Sono state svelate solo 4 classifiche a Sanremo 2018 e per giunta divise in 3 fasce colorate ma… chi è davvero in vantaggio? Si può stabilirlo davvero?

In attesa della serata finale del Festival di Sanremo 2018 in onda questa sera su Rai Uno, molti sui social network si sono interrogati sull’affidabilità delle varie classifiche mostrate nel corso dei vari appuntamenti andati in onda nel corso di questa settimana. Ma quanto sono affidabili queste classifiche? E chi possiamo dire sia davvero in vantaggio? Partiamo con la nostra analisi…

Sanremo 2018: gli artisti “blu”


Nella prima classifica mostrata il 6 febbraio 2018 (quella Demoscopica dal valore del 30%) sono nella zona blu dell’arcobaleno del Festival di Sanremo ben sette artisti: Nina Zilli, Lo Stato Sociale, Noemi, Annalisa, Max Gazzè, Ron e il duo Ermal Meta e Fabrizio Moro.

Nella seconda classifica mostrata il 7 febbraio (la prima parte di quella della Sala Stampa, dal valore di 30% nella sola serata) sono nella zona blu dell’arcobaleno del Festival di Sanremo tre artisti: Diodato e Roy Paci, Ornella Vanoni e Ron.

Fino ad ora è Ron quello che accumulato più piazzamenti nella zona Blu: due su due.

Passiamo alla terza serata – quella del giovedì 8 febbraio – dove è stata mostrata la seconda parte della classifica relativa ai voti della Sala Stampa. Anche in questo caso, nella zona blu abbiamo trovato solo tre artisti: Max Gazzè, Lo Stato Sociale e il duo Ermal Meta e Fabrizio Moro.

Riassumendo, due piazzamenti blu su due anche per Max Gazzè, Lo Stato Sociale e il duo Ermal Meta e Fabrizio Moro, assieme a Ron.

Nella serata dei duetti – quella di ieri 9 febbraio 2018 -, il Festival di Sanremo 2018 ha mostrato per la prima volta la classifica delineata dalla Giuria di Esperti. Nei Blu ci sono: Max Gazzè, Luca Barbarossa, Giovanni Caccamo, il duo Ermal Meta e Fabrizio Moro, Ron, Ornella Vanoni e Diodato con Roy Paci.

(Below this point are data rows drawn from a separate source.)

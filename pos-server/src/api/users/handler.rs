//! Member API Handlers (会员)

use axum::{
    Json,
    extract::{Path, State},
};
use shared::client::{BalanceRequest, OkResponse, PointsRequest};
use shared::models::{Member, MemberCreate, MemberUpdate};

use crate::core::ServerState;
use crate::db::repository::member;
use crate::utils::{AppError, AppResult};

/// GET /api/users - 获取所有会员
pub async fn list(State(state): State<ServerState>) -> AppResult<Json<Vec<Member>>> {
    Ok(Json(member::find_all(state.pool()).await?))
}

/// GET /api/users/{id} - 获取单个会员
pub async fn get_by_id(
    State(state): State<ServerState>,
    Path(id): Path<String>,
) -> AppResult<Json<Member>> {
    let m = member::find_by_id(state.pool(), &id)
        .await?
        .ok_or_else(|| AppError::not_found(format!("Member {id}")))?;
    Ok(Json(m))
}

/// POST /api/users - 创建会员
pub async fn create(
    State(state): State<ServerState>,
    Json(payload): Json<MemberCreate>,
) -> AppResult<Json<Member>> {
    if payload.name.trim().is_empty() || payload.phone.trim().is_empty() {
        return Err(AppError::validation("name and phone are required"));
    }
    Ok(Json(member::create(state.pool(), payload).await?))
}

/// PUT /api/users/{id} - 更新会员
pub async fn update(
    State(state): State<ServerState>,
    Path(id): Path<String>,
    Json(payload): Json<MemberUpdate>,
) -> AppResult<Json<Member>> {
    Ok(Json(member::update(state.pool(), &id, payload).await?))
}

/// DELETE /api/users/{id} - 删除会员 (软删除)
pub async fn delete(
    State(state): State<ServerState>,
    Path(id): Path<String>,
) -> AppResult<Json<OkResponse>> {
    member::delete(state.pool(), &id).await?;
    Ok(Json(OkResponse { ok: true }))
}

/// POST /api/users/{id}/balance - 余额充值
pub async fn add_balance(
    State(state): State<ServerState>,
    Path(id): Path<String>,
    Json(payload): Json<BalanceRequest>,
) -> AppResult<Json<Member>> {
    Ok(Json(
        member::add_balance(state.pool(), &id, payload.amount).await?,
    ))
}

/// POST /api/users/{id}/points - 积分发放
pub async fn add_points(
    State(state): State<ServerState>,
    Path(id): Path<String>,
    Json(payload): Json<PointsRequest>,
) -> AppResult<Json<Member>> {
    Ok(Json(
        member::add_points(state.pool(), &id, payload.points).await?,
    ))
}
//! Supplier Model

use serde::{Deserialize, Serialize};

/// Supplier entity (soft-deleted, never removed from the ledger)
#[derive(Debug, Clone, Serialize, Deserialize)]
#[cfg_attr(feature = "db", derive(sqlx::FromRow))]
#[serde(rename_all = "camelCase")]
pub struct Supplier {
    pub id: String,
    pub name: String,
    pub contact_name: String,
    pub phone: String,
    pub email: Option<String>,
    pub address: Option<String>,
    pub notes: Option<String>,
}

/// Create supplier payload
#[derive(Debug, Clone, Serialize, Deserialize)]
#[serde(rename_all = "camelCase")]
pub struct SupplierCreate {
    pub name: String,
    pub contact_name: String,
    pub phone: String,
    pub email: Option<String>,
    pub address: Option<String>,
    pub notes: Option<String>,
}

/// Update supplier payload
#[derive(Debug, Clone, Default, Serialize, Deserialize)]
#[serde(rename_all = "camelCase")]
pub struct SupplierUpdate {
    pub name: Option<String>,
    pub contact_name: Option<String>,
    pub phone: Option<String>,
    pub email: Option<String>,
    pub address: Option<String>,
    pub notes: Option<String>,
}
//! Core Module
//!
//! Configuration, server state, and the HTTP server itself.

pub mod config;
pub mod server;
pub mod state;

pub use config::Config;
pub use server::Server;
pub use state::ServerState;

Dopo questa ultima classifica, hanno conquistato tre piazzamenti blu su tre: Max Gazzè, Ron e il chiacchieratissimo duo Ermal Meta e Fabrizio Moro. Se dovessimo basarci su queste classifiche, potremmo certamente dire che il podio sarà nelle mani di questi quattro artisti.

Sanremo 2018: le classifiche sono una farsa

Benché la classifica possa in qualche modo aiutarci a capire qual è l’andamento delle votazioni delle varie giurie, non possiamo dire con certezza matematica che Meta & Moro, Ron e Max Gazzè siano effettivamente in vantaggio. Il motivo? Perché tutti i risultati mostrati fino ad ora mostrano solo il 20% di tutti i voti totali di Sanremo 2018 (e dunque nel lasso di tempo che va dal 6 al 10 febbraio, finale compresa).

E se già c’è un enorme mole di voti ignoti (ad oggi l’80%!) è altresì facile pensare che il parere del pubblico televotante sia cambiato dalla prima serata del 6 febbraio rispetto a quella della finale visto che nel frattempo i brani in gara sono stati ascoltati e riascoltati in maniera più martellante. Dunque, i giochi al Festival non sono affatto chiusi.